Skip to content

I Finished the Work

            In the synoptic gospels Jesus’ healings and exorcisms are called dúnamis. English versions translate this term as “wonder”, “virtue”, “miracle”. The Greek word means “strength”, “power”. The words “dynamo” and “dynamite” are derived from it.

            In According to Mark we also read that the Pharisees, wishing to test Jesus, asked him for a “sign from heaven”. Finding himself under attack, Jesus quite disturbed said: “Why does this generation seek a sign? Truly, I say to you, no sign shall be given to this generation” (8: 11). Apparently, his visit to Dalmanutha consisted of this brief and terse encounter. On the other side of the Sea of Galilee Jesus had fed four thousand with seven loaves of bread and a few fishes. We do not know whether the people of Dalmanutha knew about the miracle. Of course, the fact that the Pharisees were “testing” or “tempting” Jesus by asking for a sign from heaven may explain Jesus’ sharp negation. That they sought a sign, a semeia, and not a dúnamis, does tell us something. It would seem that a distinction is being made between a demonstration of power and a sign.

            This saying of Jesus is also recorded, under different circumstances, in According to Matthew 12: 39 – 40 and in According to Luke 11:29. In these versions of the saying Jesus makes an exception: “but no sign shall be given to it except the sign of the prophet Johan” (Mt. 12: 39). In According to Luke the context gives the impression that the sign of Jonah is that of the preacher who announces judgment to Gentiles. According to Matthew points out that Jonah survived three days in the sea protected by a great fish used by God for this purpose. Of course, the sea is the source and the power of evil and death. In the apocalyptic literature the powers that rise against God come from the sea. Here it says that, like Jonah in the belly of the great fish in the midst of the sea, the Son of Man is to spend three days protected by God “in the heart of the earth”. The sign of Jonah, evidently, has to do with his death and resurrection.

            In the gospel According to John the miracles of Jesus are not called dúnamis, but semeia. They are signs. We already noticed in a previous column that the transformation of water into wine is identified as the first sign. In the second half of this chapter (2: 13 – 22), Jesus makes a great demonstration of power expelling from the temple the merchants and money changers. The reaction of “the Jews” is to ask, “What sign have you to show us for doing this?” Jesus’ answer is: “Destroy this temple, and in three days I will raise it up.” Another Johannine saying with double meaning that is misunderstood. The narrator explains, “But he spoke of the temple of his body.” He then says that the disciples remembered this saying when he was raised from the dead. This would seem to be a different version of what in According to Matthew is presented as the sign of Jonah. In this case, the details show that by asking for a sign “the Jews” were revealing their blindness before the sign they had witnessed. But in both cases the request for a sign is answered by a reference to his passage through the realm of death.

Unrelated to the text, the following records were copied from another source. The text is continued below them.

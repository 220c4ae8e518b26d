//! # API レスポンスエンベロープ
//!
//! 公開 API の統一レスポンス形式 `{ "data": T }` を提供する。
//! 投票やベストアンサー選択のように利用者向けの通知文を返す操作では
//! `{ "data": T, "message": "..." }` になる。

use serde::{Deserialize, Serialize};

/// 公開 API の統一レスポンス型
///
/// ## 使用例
///
/// ```
/// use forum_shared::ApiResponse;
///
/// let response = ApiResponse::new("hello");
/// assert_eq!(response.data, "hello");
/// assert!(response.message.is_none());
///
/// let response = ApiResponse::with_message(1, "Vote added successfully");
/// assert_eq!(response.message.as_deref(), Some("Vote added successfully"));
/// ```
#[derive(Debug, Clone, PartialEq, Eq, Serialize, Deserialize)]
pub struct ApiResponse<T> {
    pub data:    T,
    #[serde(default, skip_serializing_if = "Option::is_none")]
    pub message: Option<String>,
}

impl<T> ApiResponse<T> {
    pub fn new(data: T) -> Self {
        Self {
            data,
            message: None,
        }
    }

    /// 通知文付きのレスポンスを作成する
    pub fn with_message(data: T, message: impl Into<String>) -> Self {
        Self {
            data,
            message: Some(message.into()),
        }
    }
}

#[cfg(test)]
mod tests {
    use super::*;

    #[test]
    fn test_messageなしはdataのみのjsonになる() {
        let response = ApiResponse::new("hello");
        let json = serde_json::to_value(&response).unwrap();

        assert_eq!(json, serde_json::json!({ "data": "hello" }));
    }

    #[test]
    fn test_messageありはdataと並んで出力される() {
        let response = ApiResponse::with_message(
            serde_json::json!({ "votes_count": 1 }),
            "Vote added successfully",
        );
        let json = serde_json::to_value(&response).unwrap();

        assert_eq!(
            json,
            serde_json::json!({
                "data": { "votes_count": 1 },
                "message": "Vote added successfully"
            })
        );
    }

    #[test]
    fn test_messageのないjsonもデシリアライズできる() {
        let response: ApiResponse<Vec<i32>> = serde_json::from_str(r#"{"data": [1, 2]}"#).unwrap();

        assert_eq!(response, ApiResponse::new(vec![1, 2]));
    }
}
//! # リポジトリ実装
//!
//! エンティティの永続化を担当するリポジトリのトレイトと PostgreSQL 実装。
//!
//! ## 設計方針
//!
//! - **書き込みは `&mut TxContext` 必須**: トランザクション外の書き込みを型で防ぐ
//! - **行ロック**: `find_for_update` 系メソッドは `SELECT ... FOR UPDATE` で
//!   投票・ベストアンサー選択を対象行ごとに直列化する
//! - **一意制約は `Conflict` に変換**: 重複検出の最終防衛線は DB 制約
//! - **テスタビリティ**: トレイト経由でモック可能（[`crate::mock`]）

pub mod access_token_repository;
pub mod answer_repository;
pub mod question_repository;
pub mod user_repository;
pub mod vote_repository;

pub use access_token_repository::{AccessTokenRepository, PostgresAccessTokenRepository};
pub use answer_repository::{AnswerRepository, PostgresAnswerRepository};
pub use question_repository::{PostgresQuestionRepository, QuestionRepository};
pub use user_repository::{PostgresUserRepository, UserRepository};
pub use vote_repository::{PostgresVoteRepository, VoteRepository};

            In According to Mark the miracles (dúnamis) are demonstrations of power that cause the witnesses to recognize that their doer has a special connection with God. In the Old Testament there are prophets who distinguished themselves more for their miracles than for their oracles. The best example is Elisha. Jesus is recognized as a prophet because he performs miracles in the tradition of Elijah and Elisha. The Jewish literature of Jesus’ times tells of contemporaneous thaumaturges who also actualized this tradition.

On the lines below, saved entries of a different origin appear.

//! # 質問ユースケース
//!
//! 質問の一覧・閲覧・作成・編集・削除。
//!
//! 一覧と閲覧は常に回答付き（[`QuestionWithAnswers`]）で返す。
//! 削除は回答と、質問・回答への投票をまとめて 1 トランザクションで消す。

use std::sync::Arc;

use forum_domain::{
    authorization::{Action, Policy, Resource},
    clock::Clock,
    question::{
        NewQuestion,
        Question,
        QuestionBody,
        QuestionId,
        QuestionRevision,
        QuestionTitle,
        Slug,
        Tags,
    },
    user::UserId,
    vote::Votable,
};
use forum_infra::{
    InfraError,
    db::TransactionManager,
    repository::{AnswerRepository, QuestionRepository, VoteRepository},
};

use crate::{
    error::CoreError,
    usecase::{
        QuestionWithAnswers,
        attach_answers,
        helpers::{FindResultExt, ensure_allowed},
        load_question_with_answers,
    },
};

/// 質問作成の入力
pub struct CreateQuestionInput {
    pub title: String,
    pub body:  String,
    /// カンマ区切りのタグ（省略可）
    pub tags:  Option<String>,
}

/// 質問編集の入力
pub struct UpdateQuestionInput {
    pub title: String,
    pub body:  String,
    /// 省略時は既存のタグを維持する
    pub tags:  Option<String>,
}

/// 質問ユースケースの実装
pub struct QuestionUseCaseImpl {
    question_repo: Arc<dyn QuestionRepository>,
    answer_repo:   Arc<dyn AnswerRepository>,
    vote_repo:     Arc<dyn VoteRepository>,
    policy:        Arc<dyn Policy>,
    tx_manager:    Arc<dyn TransactionManager>,
    clock:         Arc<dyn Clock>,
}

impl QuestionUseCaseImpl {
    pub fn new(
        question_repo: Arc<dyn QuestionRepository>,
        answer_repo: Arc<dyn AnswerRepository>,
        vote_repo: Arc<dyn VoteRepository>,
        policy: Arc<dyn Policy>,
        tx_manager: Arc<dyn TransactionManager>,
        clock: Arc<dyn Clock>,
    ) -> Self {
        Self {
            question_repo,
            answer_repo,
            vote_repo,
            policy,
            tx_manager,
            clock,
        }
    }

    /// 全質問を新しい順に取得する
    pub async fn list_latest(&self) -> Result<Vec<QuestionWithAnswers>, CoreError> {
        let questions = self.question_repo.find_latest().await?;
        attach_answers(self.answer_repo.as_ref(), questions).await
    }

    /// 指定ユーザーの質問を新しい順に取得する
    ///
    /// ログイン中ユーザー自身の一覧（`/me/questions`）もこれを使う。
    pub async fn list_by_user(
        &self,
        user_id: &UserId,
    ) -> Result<Vec<QuestionWithAnswers>, CoreError> {
        let questions = self.question_repo.find_by_user(user_id).await?;
        attach_answers(self.answer_repo.as_ref(), questions).await
    }

    /// 指定タグを持つ質問を新しい順に取得する
    ///
    /// タグは保存時と同じく小文字に正規化して比較する。
    pub async fn list_by_tag(&self, tag: &str) -> Result<Vec<QuestionWithAnswers>, CoreError> {
        let tag = tag.trim().to_lowercase();
        if tag.is_empty() {
            return Ok(Vec::new());
        }
        let questions = self.question_repo.find_by_tag(&tag).await?;
        attach_answers(self.answer_repo.as_ref(), questions).await
    }

    /// スラッグで質問を閲覧する
    ///
    /// 閲覧数を 1 増やしてから、回答付きで返す。
    pub async fn show(&self, slug: &str) -> Result<QuestionWithAnswers, CoreError> {
        let question = self
            .question_repo
            .find_by_slug(&Slug::from_string(slug))
            .await
            .or_not_found("質問")?;

        let mut tx = self.tx_manager.begin().await?;
        self.question_repo
            .increment_view_count(&mut tx, question.id())
            .await?;
        tx.commit().await?;

        self.load(question.id()).await
    }

    /// 質問を作成する
    ///
    /// スラッグはタイトルから導出する。同じスラッグの質問があれば `Conflict`。
    pub async fn create(
        &self,
        user_id: &UserId,
        input: CreateQuestionInput,
    ) -> Result<QuestionWithAnswers, CoreError> {
        let title = QuestionTitle::new(input.title)?;
        let body = QuestionBody::new(input.body)?;
        let tags = match input.tags {
            Some(raw) => Tags::parse(&raw)?,
            None => Tags::default(),
        };

        let question = Question::new(NewQuestion {
            id: QuestionId::new(),
            user_id: user_id.clone(),
            title,
            body,
            tags,
            now: self.clock.now(),
        })?;

        let mut tx = self.tx_manager.begin().await?;
        self.question_repo
            .insert(&mut tx, &question)
            .await
            .map_err(|e| slug_conflict_or(e, question.slug()))?;
        tx.commit().await?;

        tracing::info!(
            question_id = %question.id(),
            slug = %question.slug(),
            "質問を作成しました"
        );

        Ok(QuestionWithAnswers {
            question,
            answers: Vec::new(),
        })
    }

    /// 質問を編集する（作成者のみ）
    pub async fn update(
        &self,
        user_id: &UserId,
        question_id: &QuestionId,
        input: UpdateQuestionInput,
    ) -> Result<QuestionWithAnswers, CoreError> {
        let revision = QuestionRevision {
            title: QuestionTitle::new(input.title)?,
            body:  QuestionBody::new(input.body)?,
            tags:  input.tags.as_deref().map(Tags::parse).transpose()?,
        };

        let mut tx = self.tx_manager.begin().await?;
        let question = self
            .question_repo
            .find_for_update(&mut tx, question_id)
            .await
            .or_not_found("質問")?;
        ensure_allowed(
            self.policy.as_ref(),
            user_id,
            Action::Update,
            Resource::Question(&question),
        )?;

        let question = question.revised(revision, self.clock.now())?;
        self.question_repo
            .update(&mut tx, &question)
            .await
            .map_err(|e| slug_conflict_or(e, question.slug()))?;
        tx.commit().await?;

        self.load(question_id).await
    }

    /// 質問を削除する（作成者のみ）
    ///
    /// 回答と、質問・回答に対する投票も削除する。
    pub async fn delete(&self, user_id: &UserId, question_id: &QuestionId) -> Result<(), CoreError> {
        let mut tx = self.tx_manager.begin().await?;
        let question = self
            .question_repo
            .find_for_update(&mut tx, question_id)
            .await
            .or_not_found("質問")?;
        ensure_allowed(
            self.policy.as_ref(),
            user_id,
            Action::Delete,
            Resource::Question(&question),
        )?;

        let answers = self.answer_repo.find_by_question(question_id).await?;
        let votables: Vec<Votable> = std::iter::once(Votable::Question(question_id.clone()))
            .chain(answers.iter().map(|a| Votable::Answer(a.id().clone())))
            .collect();

        self.vote_repo.delete_for(&mut tx, &votables).await?;
        self.answer_repo
            .delete_by_question(&mut tx, question_id)
            .await?;
        self.question_repo.delete(&mut tx, question_id).await?;
        tx.commit().await?;

        tracing::info!(
            question_id = %question_id,
            answers = answers.len(),
            "質問を削除しました"
        );
        Ok(())
    }

    async fn load(&self, question_id: &QuestionId) -> Result<QuestionWithAnswers, CoreError> {
        load_question_with_answers(
            self.question_repo.as_ref(),
            self.answer_repo.as_ref(),
            question_id,
        )
        .await
    }
}

fn slug_conflict_or(err: InfraError, slug: &Slug) -> CoreError {
    if err.is_conflict() {
        CoreError::Conflict(format!("同じタイトルの質問が既に存在します: {}", slug))
    } else {
        CoreError::Database(err)
    }
}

            In According to John, however, the whole narrative is an argument that Jesus is not a prophet, a human being with a double portion of the Spirit and a special connection with God. He does not perform miracles. He gives signs. The difference is to be noticed. The miracle has significance in itself. The sign points to what is important. In According to Mark the expulsion of the merchants from the temple causes the chief priests to decide to kill Jesus. The story is framed by the cursing of the fig tree, the symbol of Israel (11: 12 – 22). In According to John the expulsion of the merchants has nothing to do with the decision to kill him. It signals to a change of the cosmic center (the temple) from a building in Jerusalem to the body of the Risen One. It is a sign that points to the new life of the one who will spend three days “in the heart of the earth”. It is the sign of Jonah.

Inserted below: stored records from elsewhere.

//! # 回答ハンドラ
//!
//! ## エンドポイント
//!
//! - `POST /api/v1/questions/{question_id}/answers` - 回答を投稿
//! - `GET /api/v1/answers/{answer_id}` - 回答と親の質問
//! - `PUT /api/v1/answers/{answer_id}` - 回答を編集（作成者のみ）
//! - `DELETE /api/v1/answers/{answer_id}` - 回答を削除（作成者のみ）
//!
//! 投稿・編集・削除は、変更後の回答付き質問を返す。

use std::sync::Arc;

use axum::{
    Extension,
    Json,
    extract::{Path, State},
    http::StatusCode,
    response::IntoResponse,
};
use forum_domain::{answer::AnswerId, question::QuestionId};
use forum_shared::ApiResponse;
use serde::{Deserialize, Serialize};
use uuid::Uuid;

use super::question::{AnswerDto, QuestionDto};
use crate::{
    error::CoreError,
    middleware::AuthenticatedUser,
    usecase::{AnswerUseCaseImpl, QuestionWithAnswers},
};

/// 回答 API の共有状態
pub struct AnswerState {
    pub usecase: AnswerUseCaseImpl,
}

/// 回答投稿・編集リクエスト
#[derive(Debug, Deserialize)]
pub struct AnswerRequest {
    pub body: String,
}

/// 回答詳細レスポンス
#[derive(Debug, Serialize)]
pub struct AnswerDetailDto {
    pub answer:   AnswerDto,
    pub question: QuestionSummaryDto,
}

/// 回答詳細に添える質問の要約
#[derive(Debug, Serialize)]
pub struct QuestionSummaryDto {
    pub id:    Uuid,
    pub title: String,
    pub slug:  String,
}

/// GET /api/v1/answers/{answer_id}
pub async fn show_answer(
    State(state): State<Arc<AnswerState>>,
    Path(answer_id): Path<Uuid>,
) -> Result<impl IntoResponse, CoreError> {
    let found = state.usecase.show(&AnswerId::from_uuid(answer_id)).await?;

    let response = ApiResponse::new(AnswerDetailDto {
        answer:   AnswerDto::from(&found.answer),
        question: QuestionSummaryDto {
            id:    *found.question.id().as_uuid(),
            title: found.question.title().as_str().to_string(),
            slug:  found.question.slug().as_str().to_string(),
        },
    });
    Ok((StatusCode::OK, Json(response)))
}

/// POST /api/v1/questions/{question_id}/answers
///
/// ## レスポンス
///
/// - `201 Created`: 回答付きの質問
/// - `400 Bad Request`: 本文が不正
/// - `404 Not Found`: 質問が存在しない
#[tracing::instrument(skip_all, fields(user_id = %user.user_id, %question_id))]
pub async fn create_answer(
    State(state): State<Arc<AnswerState>>,
    Extension(user): Extension<AuthenticatedUser>,
    Path(question_id): Path<Uuid>,
    Json(req): Json<AnswerRequest>,
) -> Result<impl IntoResponse, CoreError> {
    let question = state
        .usecase
        .create(&user.user_id, &QuestionId::from_uuid(question_id), req.body)
        .await?;

    Ok((
        StatusCode::CREATED,
        Json(answered(&question, "Answer created successfully")),
    ))
}

/// PUT /api/v1/answers/{answer_id}
#[tracing::instrument(skip_all, fields(user_id = %user.user_id, %answer_id))]
pub async fn update_answer(
    State(state): State<Arc<AnswerState>>,
    Extension(user): Extension<AuthenticatedUser>,
    Path(answer_id): Path<Uuid>,
    Json(req): Json<AnswerRequest>,
) -> Result<impl IntoResponse, CoreError> {
    let question = state
        .usecase
        .update(&user.user_id, &AnswerId::from_uuid(answer_id), req.body)
        .await?;

    Ok((
        StatusCode::OK,
        Json(answered(&question, "Answer updated successfully")),
    ))
}

/// DELETE /api/v1/answers/{answer_id}
#[tracing::instrument(skip_all, fields(user_id = %user.user_id, %answer_id))]
pub async fn delete_answer(
    State(state): State<Arc<AnswerState>>,
    Extension(user): Extension<AuthenticatedUser>,
    Path(answer_id): Path<Uuid>,
) -> Result<impl IntoResponse, CoreError> {
    let question = state
        .usecase
        .delete(&user.user_id, &AnswerId::from_uuid(answer_id))
        .await?;

    Ok((
        StatusCode::OK,
        Json(answered(&question, "Answer deleted successfully")),
    ))
}

fn answered(question: &QuestionWithAnswers, message: &str) -> ApiResponse<QuestionDto> {
    ApiResponse::with_message(QuestionDto::from(question), message)
}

            As the transformation of water into wine means the transformation of the religion of rites to the religion of life, the expulsion of the merchants means the transformation of a material cosmos into a spiritual one. A new temple is a new cosmos. The relationship of human beings with God from now on takes place in a structure different from the temple of Jerusalem. Both signs point to the radical transformation of the universe in which human beings live thanks to the glorification of the Son of Man.

            In According to John the signs are not intended to cause the witnesses to believe that Jesus is a prophet with supernatural powers that allow him to communicate the word of God or to do things that break the limits of nature. He is not a wonder worker. He gives signs, and their function is to bring about the recognition of the crucified as the glorified, the only one who has ascended to heaven because he is also the only one who descended from heaven. Informing his Father that he has fulfilled his mission, Jesus declares that his disciples “know in truth that I came from thee, and they have believed that thou didst send me” (17: 8).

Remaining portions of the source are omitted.